REPUBLIKA.CO.ID, JAKARTA -- Komnas HAM membentuk Tim Ad Hoc penyelidikan pelanggaran HAM yang berat untuk peristiwa pembunuhan Munir Said Thalib. Aktivis HAM tersebut tewas diracun dalam penerbangannya dari Jakarta ke Amsterdam pada 7 September 2004
Ketua Komnas HAM Ahmad Taufan Damanik menyampaikan tim pemantauan dan penyelidikan kasus pembunuhan Munir Said Thalib telah menyelesaikan laporan. Laporan tersebut telah disampaikan dan diterima dalam Sidang Paripurna Khusus Komnas HAM pada 12 Agustus 2022.
"Sidang paripurna khusus Komnas HAM pada Jumat, 12 agustus 2022 memutuskan akan membentuk tim ad hoc penyelidikan pelanggaran HAM yang berat untuk peristiwa pembunuhan Munir Said Thalib berdasarkan UU Nomor 26 tahun 2000 tentang Pengadilan HAM," kata Taufan dalam konferensi pers pada Rabu (7/9/2022).
Dalam rapat lanjutan pada 6 September diputuskan pembentukan tim itu disusun dari dua internal Komnas HAM yaitu Ahmad Taufan Damanik dan Sandra Moniaga serta tiga orang dari eksternal Komnas HAM yang mewakili masyarakat sipil. Salah satu dari tiga nama itu ialah Direktur Eksekutif Amnesty International Indonesia, Usman Hamid.
"Kami sedang hubungi dan minta kesediaan secara resmi dari dua nama sisanya. Kedua nama diusulkan dari rekan-rekan masyarakat sipil maupun tokoh HAM lainnya," ujar Taufan.
Taufan juga mengungkapkan dalam waktu dekat tim ini akan mulai bekerja untuk melakukan penyelidikan pro justicia berdasarkan UU Nomor 26 Tahun 2000. Kemudian setelah selesai hasilnya disampaikan ke dalam sidang paripurna Komnas HAM.
"Kita belum tahu kapan selesainya. Dalam sidang paripurna itulah akan penetapan tentang status hukum dari kasus atau peristiwa meninggalnya atau dibunuhnya Saudara Munir Said Thalib," ucap Taufan.
Diketahui, kematian Munir menyeret pilot Garuda, Pollycarpus. Pollycarpus dinyatakan sebagai pelaku pembunuhan dengan memasukkan racun arsenik pada tubuh Munir.
Pollycarpus sempat dijatuhi hukuman 20 tahun penjara.

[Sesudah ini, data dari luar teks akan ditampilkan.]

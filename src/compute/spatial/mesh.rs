//! Japanese national grid meshes ("meshcodes").
//!
//! | order | digits | cell size (lat x lon)  | subdivision of parent |
//! |-------|--------|------------------------|-----------------------|
//! | 1     | 4      | 40' x 1°               | -                     |
//! | 2     | 6      | 5' x 7.5'              | 8 x 8                 |
//! | 3     | 8      | 30" x 45"              | 10 x 10               |
//!
//! Decoding follows the standard formulas digit by digit and does not check
//! that sub-cell digits stay inside their parent.

use crate::error::{GeobinError, Result};
use geo::{Rect, coord};
use serde::{Deserialize, Serialize};
use std::fmt;
use std::str::FromStr;

const FIRST_LAT: f64 = 2.0 / 3.0;
const FIRST_LON: f64 = 1.0;
const SECOND_LAT: f64 = 5.0 / 60.0;
const SECOND_LON: f64 = 7.5 / 60.0;
const THIRD_LAT: f64 = 30.0 / 3600.0;
const THIRD_LON: f64 = 45.0 / 3600.0;
const LON_OFFSET: f64 = 100.0;

/// Points closer than this to a cell's south/west edge are snapped into it.
const EDGE_EPSILON: f64 = 1e-9;

/// Mesh subdivision order.
#[derive(Debug, Clone, Copy, PartialEq, Eq, Hash, PartialOrd, Ord, Serialize, Deserialize)]
#[serde(try_from = "u8", into = "u8")]
pub enum MeshOrder {
    First,
    Second,
    Third,
}

impl MeshOrder {
    /// Number of decimal digits in a code of this order.
    pub const fn digits(self) -> usize {
        match self {
            MeshOrder::First => 4,
            MeshOrder::Second => 6,
            MeshOrder::Third => 8,
        }
    }

    /// Cell size as (lat, lon) degrees.
    pub const fn size(self) -> (f64, f64) {
        match self {
            MeshOrder::First => (FIRST_LAT, FIRST_LON),
            MeshOrder::Second => (SECOND_LAT, SECOND_LON),
            MeshOrder::Third => (THIRD_LAT, THIRD_LON),
        }
    }

    fn from_len(len: usize) -> Option<Self> {
        match len {
            4 => Some(MeshOrder::First),
            6 => Some(MeshOrder::Second),
            8 => Some(MeshOrder::Third),
            _ => None,
        }
    }
}

impl TryFrom<u8> for MeshOrder {
    type Error = GeobinError;

    fn try_from(order: u8) -> Result<Self> {
        match order {
            1 => Ok(MeshOrder::First),
            2 => Ok(MeshOrder::Second),
            3 => Ok(MeshOrder::Third),
            other => Err(GeobinError::Config(format!(
                "mesh order must be 1, 2 or 3, got {}",
                other
            ))),
        }
    }
}

impl From<MeshOrder> for u8 {
    fn from(order: MeshOrder) -> Self {
        match order {
            MeshOrder::First => 1,
            MeshOrder::Second => 2,
            MeshOrder::Third => 3,
        }
    }
}

/// A syntactically valid meshcode: 4, 6 or 8 ASCII digits.
#[derive(Debug, Clone, PartialEq, Eq, Hash, PartialOrd, Ord, Serialize, Deserialize)]
#[serde(try_from = "String", into = "String")]
pub struct MeshCode(String);

impl MeshCode {
    /// Validate a meshcode string.
    ///
    /// Any length other than 4, 6 or 8, or any non-digit character, is a
    /// [`GeobinError::Format`].
    pub fn parse(code: &str) -> Result<Self> {
        if MeshOrder::from_len(code.len()).is_none() {
            return Err(GeobinError::Format(format!(
                "meshcode {:?} has length {}, expected 4, 6 or 8",
                code,
                code.len()
            )));
        }
        if !code.bytes().all(|b| b.is_ascii_digit()) {
            return Err(GeobinError::Format(format!(
                "meshcode {:?} contains non-digit characters",
                code
            )));
        }
        Ok(Self(code.to_string()))
    }

    pub fn as_str(&self) -> &str {
        &self.0
    }

    pub fn order(&self) -> MeshOrder {
        MeshOrder::from_len(self.0.len()).unwrap_or(MeshOrder::Third)
    }

    fn digit(&self, i: usize) -> f64 {
        (self.0.as_bytes()[i] - b'0') as f64
    }

    fn pair(&self, i: usize) -> f64 {
        self.digit(i) * 10.0 + self.digit(i + 1)
    }

    /// South-west corner as (lat, lon) degrees.
    pub fn origin(&self) -> (f64, f64) {
        let mut lat = self.pair(0) * FIRST_LAT;
        let mut lon = self.pair(2) + LON_OFFSET;

        if self.order() >= MeshOrder::Second {
            lat += self.digit(4) * SECOND_LAT;
            lon += self.digit(5) * SECOND_LON;
        }
        if self.order() == MeshOrder::Third {
            lat += self.digit(6) * THIRD_LAT;
            lon += self.digit(7) * THIRD_LON;
        }
        (lat, lon)
    }

    /// Bounding rectangle (x = lon, y = lat).
    pub fn rect(&self) -> Rect<f64> {
        let (lat, lon) = self.origin();
        let (dlat, dlon) = self.order().size();
        Rect::new(
            coord! { x: lon, y: lat },
            coord! { x: lon + dlon, y: lat + dlat },
        )
    }

    /// Closed counter-clockwise ring of `[lon, lat]` pairs starting at the
    /// south-west corner.
    pub fn ring(&self) -> Vec<[f64; 2]> {
        let rect = self.rect();
        let (min, max) = (rect.min(), rect.max());
        vec![
            [min.x, min.y],
            [max.x, min.y],
            [max.x, max.y],
            [min.x, max.y],
            [min.x, min.y],
        ]
    }

    /// Enclosing code at a coarser order, `None` if `order` is finer.
    pub fn parent(&self, order: MeshOrder) -> Option<MeshCode> {
        (order <= self.order()).then(|| MeshCode(self.0[..order.digits()].to_string()))
    }
}

impl fmt::Display for MeshCode {
    fn fmt(&self, f: &mut fmt::Formatter<'_>) -> fmt::Result {
        f.write_str(&self.0)
    }
}

impl FromStr for MeshCode {
    type Err = GeobinError;

    fn from_str(s: &str) -> Result<Self> {
        Self::parse(s)
    }
}

impl TryFrom<String> for MeshCode {
    type Error = GeobinError;

    fn try_from(s: String) -> Result<Self> {
        Self::parse(&s)
    }
}

impl From<MeshCode> for String {
    fn from(code: MeshCode) -> Self {
        code.0
    }
}

/// Decode a meshcode into its bounding rectangle.
///
/// # Examples
///
/// ```
/// use geobin::compute::spatial::mesh::index_mesh;
///
/// let rect = index_mesh("5340").unwrap();
/// assert!((rect.min().y - 35.333333).abs() < 1e-6);
/// assert_eq!(rect.min().x, 140.0);
/// assert!((rect.height() - 2.0 / 3.0).abs() < 1e-12);
/// assert_eq!(rect.width(), 1.0);
///
/// assert!(index_mesh("53401").is_err());
/// ```
pub fn index_mesh(code: &str) -> Result<Rect<f64>> {
    Ok(MeshCode::parse(code)?.rect())
}

/// Encode a coordinate as the meshcode of the cell containing it.
///
/// Coordinates outside the grid's domain (latitude `[0, 66.67)`, longitude
/// `[100, 200)`) fail with [`GeobinError::InvalidInput`].
///
/// # Examples
///
/// ```
/// use geobin::compute::spatial::mesh::{mesh_code, MeshOrder};
///
/// // Tokyo Station
/// let code = mesh_code(35.681236, 139.767125, MeshOrder::Third).unwrap();
/// assert_eq!(code.as_str(), "53394611");
/// ```
pub fn mesh_code(lat: f64, lon: f64, order: MeshOrder) -> Result<MeshCode> {
    if !lat.is_finite() || !lon.is_finite() {
        return Err(GeobinError::InvalidInput(format!(
            "coordinate must be finite, got ({}, {})",
            lat, lon
        )));
    }

    let lat = lat + EDGE_EPSILON;
    let lon = lon - LON_OFFSET + EDGE_EPSILON;

    let p = (lat / FIRST_LAT).floor();
    let u = lon.floor();
    if !(0.0..100.0).contains(&p) || !(0.0..100.0).contains(&u) {
        return Err(GeobinError::InvalidInput(format!(
            "coordinate ({}, {}) is outside the national grid",
            lat - EDGE_EPSILON,
            lon + LON_OFFSET - EDGE_EPSILON
        )));
    }

    let mut code = format!("{:02}{:02}", p as u8, u as u8);
    if order == MeshOrder::First {
        return Ok(MeshCode(code));
    }

    // Work in seconds from here on to keep the remainders well-conditioned.
    let lat_rem = lat * 3600.0 - p * 2400.0;
    let lon_rem = lon * 3600.0 - u * 3600.0;

    let q = (lat_rem / 300.0).floor().clamp(0.0, 7.0);
    let v = (lon_rem / 450.0).floor().clamp(0.0, 7.0);
    code.push_str(&format!("{}{}", q as u8, v as u8));
    if order == MeshOrder::Second {
        return Ok(MeshCode(code));
    }

    let r = ((lat_rem - q * 300.0) / 30.0).floor().clamp(0.0, 9.0);
    let w = ((lon_rem - v * 450.0) / 45.0).floor().clamp(0.0, 9.0);
    code.push_str(&format!("{}{}", r as u8, w as u8));
    Ok(MeshCode(code))
}

#[cfg(test)]
mod tests {
    use super::*;
    use geo::Contains;

    fn assert_close(a: f64, b: f64) {
        assert!((a - b).abs() < 1e-9, "{} != {}", a, b);
    }

    #[test]
    fn test_first_order_decode() {
        let code = MeshCode::parse("5340").unwrap();
        let (lat, lon) = code.origin();
        assert_close(lat, 35.0 + 1.0 / 3.0);
        assert_close(lon, 140.0);

        let rect = code.rect();
        assert_close(rect.height(), 2.0 / 3.0);
        assert_close(rect.width(), 1.0);
    }

    #[test]
    fn test_second_order_decode() {
        let (lat, lon) = MeshCode::parse("533947").unwrap().origin();
        assert_close(lat, 53.0 * 2.0 / 3.0 + 4.0 * 5.0 / 60.0);
        assert_close(lon, 139.0 + 7.0 * 7.5 / 60.0);
    }

    #[test]
    fn test_third_order_decode() {
        let code = MeshCode::parse("53394659").unwrap();
        let (lat, lon) = code.origin();
        assert_close(lat, 53.0 * 2.0 / 3.0 + 4.0 * 5.0 / 60.0 + 5.0 * 30.0 / 3600.0);
        assert_close(lon, 139.0 + 6.0 * 7.5 / 60.0 + 9.0 * 45.0 / 3600.0);

        let rect = code.rect();
        assert_close(rect.height(), 30.0 / 3600.0);
        assert_close(rect.width(), 45.0 / 3600.0);
    }

    #[test]
    fn test_bad_lengths_and_digits() {
        for bad in ["", "534", "53401", "5339461", "533946111", "53a0"] {
            assert!(
                matches!(MeshCode::parse(bad), Err(GeobinError::Format(_))),
                "{:?} should be rejected",
                bad
            );
        }
    }

    #[test]
    fn test_encode_contains_point() {
        let samples = [
            (35.681236, 139.767125),
            (43.0621, 141.3544),
            (26.2124, 127.6809),
            (33.5902, 130.4017),
        ];
        for (lat, lon) in samples {
            for order in [MeshOrder::First, MeshOrder::Second, MeshOrder::Third] {
                let code = mesh_code(lat, lon, order).unwrap();
                assert_eq!(code.order(), order);
                let rect = code.rect();
                assert!(
                    rect.contains(&geo::Point::new(lon, lat)),
                    "{} does not contain ({}, {})",
                    code,
                    lat,
                    lon
                );
            }
        }
    }

    #[test]
    fn test_encode_origin_is_stable() {
        for s in ["5340", "533947", "53394659", "64414277"] {
            let code = MeshCode::parse(s).unwrap();
            let (lat, lon) = code.origin();
            assert_eq!(mesh_code(lat, lon, code.order()).unwrap(), code);
        }
    }

    #[test]
    fn test_encode_outside_grid() {
        assert!(mesh_code(-1.0, 139.0, MeshOrder::First).is_err());
        assert!(mesh_code(35.0, 99.0, MeshOrder::First).is_err());
        assert!(mesh_code(67.0, 139.0, MeshOrder::First).is_err());
    }

    #[test]
    fn test_parent_truncates() {
        let code = MeshCode::parse("53394611").unwrap();
        assert_eq!(code.parent(MeshOrder::First).unwrap().as_str(), "5339");
        assert_eq!(code.parent(MeshOrder::Second).unwrap().as_str(), "533946");
        assert_eq!(MeshCode::parse("5339").unwrap().parent(MeshOrder::Third), None);
    }

    #[test]
    fn test_ring_is_closed_box() {
        let ring = MeshCode::parse("5340").unwrap().ring();
        assert_eq!(ring.len(), 5);
        assert_eq!(ring[0], ring[4]);
        assert_eq!(ring[0][0], 140.0);
        assert_eq!(ring[2][0], 141.0);
    }

    #[test]
    fn test_order_serde() {
        assert_eq!(serde_json::to_string(&MeshOrder::Second).unwrap(), "2");
        assert!(serde_json::from_str::<MeshOrder>("4").is_err());
    }
}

Namun, setelah memohon peninjauan kembali, hukumannya menjadi 14 tahun penjara. Pada November 2014, Pollycarpus bebas bersyarat dan dinyatakan bebas murni pada Agustus 2018.
Selama ini, kasus Munir hanya diproses sebagai kasus pembunuhan biasa. Berdasarkan pasal 78 Kitab Undang-Undang Hukum Pidana (KUHP), masa kedaluwarsa suatu kejahatan dengan ancaman hukuman mati atau seumur hidup mempunyai tenggang waktu selama 18 tahun.
Apabila sudah terlewat 18 tahun, maka aparat penegak hukum tidak bisa lagi melakukan proses hukum. Dengan demikian, tahun ini kasus Munir berpeluang menjadi kadaluwarsa.